Walt McGaw

No. 2
- Position: Guard

Personal information
- Born: December 27, 1899 Rockford, Illinois, U.S.
- Died: October 8, 1979 (aged 79) Chicog, Wisconsin, U.S.
- Height: 5 ft 10 in (1.78 m)
- Weight: 195 lb (88 kg)

Career information
- High school: Rockford Central (Illinois)
- College: Beloit

Career history
- Green Bay Packers (1926);

Career statistics
- Games played: 1
- Stats at Pro Football Reference

= Walt McGaw =

American football player (1899–1979)

Raymond Peter "Walt" McGaw (December 27, 1899 - October 8, 1979) was a guard in the National Football League (NFL) for the Green Bay Packers. McGaw was born on December 27, 1899, in Rockford, Illinois, where he attended Rockford Central High School. After high school, he attended Beloit College, where he played college football as an offensive lineman.
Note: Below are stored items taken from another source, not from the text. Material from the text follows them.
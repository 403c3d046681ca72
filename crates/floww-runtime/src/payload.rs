//! The V2 invocation payload: the wire format sent to workflow code,
//! identical across every runtime backend.

use std::collections::HashMap;

use serde::{Deserialize, Serialize};
use serde_json::Value;
use url::Url;

/// The provider a trigger is attached to, as seen by workflow code.
#[derive(Debug, Clone, PartialEq, Serialize, Deserialize)]
pub struct TriggerProvider {
    /// Provider type, e.g. `"gitlab"`.
    #[serde(rename = "type")]
    pub kind: String,
    /// The provider's namespace-scoped alias.
    pub alias: String,
}

/// The triggering trigger's identity, as seen by workflow code.
#[derive(Debug, Clone, PartialEq, Serialize, Deserialize)]
#[serde(rename_all = "camelCase")]
pub struct TriggerDescriptor {
    pub provider: TriggerProvider,
    pub trigger_type: String,
    pub input: Value,
}

/// The event that caused this invocation, shaped differently per trigger
/// source but identically named across the three.
#[derive(Debug, Clone, PartialEq, Serialize, Deserialize)]
#[serde(untagged, rename_all = "camelCase")]
pub enum EventData {
    /// Raw inbound HTTP request data, for webhook-driven triggers.
    Webhook {
        method: String,
        path: String,
        headers: Value,
        body: Value,
        query: Value,
        params: Value,
    },
    /// Cron tick data, for scheduler-driven triggers.
    Cron { scheduled_time: String, expression: String },
    /// Data for a user-initiated manual invocation.
    Manual {
        manually_triggered: bool,
        triggered_by: String,
        input_data: Value,
    },
}

/// The full invocation payload handed to a runtime backend's `invoke_trigger`.
///
/// Identical shape regardless of which backend ultimately receives it; only
/// the transport differs (container `/execute` POST, function enqueue).
#[derive(Debug, Clone, Serialize, Deserialize)]
#[serde(rename_all = "camelCase")]
pub struct V2Payload {
    pub trigger: TriggerDescriptor,
    pub data: EventData,
    pub backend_url: Url,
    pub auth_token: String,
    pub execution_id: String,
    /// `"<type>:<alias>"` -> decrypted provider config.
    pub provider_configs: HashMap<String, Value>,
}

#[cfg(test)]
mod tests {
    use super::*;

    #[test]
    fn round_trips_through_json() {
        let payload = V2Payload {
            trigger: TriggerDescriptor {
                provider: TriggerProvider { kind: "gitlab".to_string(), alias: "main".to_string() },
                trigger_type: "onMergeRequestComment".to_string(),
                input: serde_json::json!({ "projectId": "42" }),
            },
            data: EventData::Cron { scheduled_time: "2026-01-01T00:00:00Z".to_string(), expression: "0 * * * * *".to_string() },
            backend_url: "https://api.floww.dev".parse().unwrap(),
            auth_token: "token".to_string(),
            execution_id: "exec-1".to_string(),
            provider_configs: HashMap::new(),
        };

        let encoded = serde_json::to_string(&payload).unwrap();
        let decoded: V2Payload = serde_json::from_str(&encoded).unwrap();
        assert_eq!(decoded.trigger.trigger_type, "onMergeRequestComment");
        assert_eq!(decoded.data, payload.data);
    }

    #[test]
    fn cron_event_data_is_serialized_as_camel_case() {
        let data = EventData::Cron { scheduled_time: "2026-01-01T00:00:00Z".to_string(), expression: "*/10 * * * *".to_string() };
        let encoded = serde_json::to_value(&data).unwrap();
        assert_eq!(encoded["scheduledTime"], "2026-01-01T00:00:00Z");
        assert_eq!(encoded["expression"], "*/10 * * * *");
        assert!(encoded.get("scheduled_time").is_none());
    }

    #[test]
    fn trigger_type_is_serialized_under_the_type_key() {
        let provider = TriggerProvider { kind: "slack".to_string(), alias: "team".to_string() };
        let encoded = serde_json::to_value(&provider).unwrap();
        assert_eq!(encoded["type"], "slack");
    }
}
He was named captain of the football team and was named to the second-team All-State team. He also played and was named captain of the Beloit basketball team.

McGaw signed with the Green Bay Packers during the 1926 NFL season, where he only played in one game. At the time of his signing, The Post-Crescent described McGaw as "a big rangy guard tipping the beam at a 195 pounder[sic]".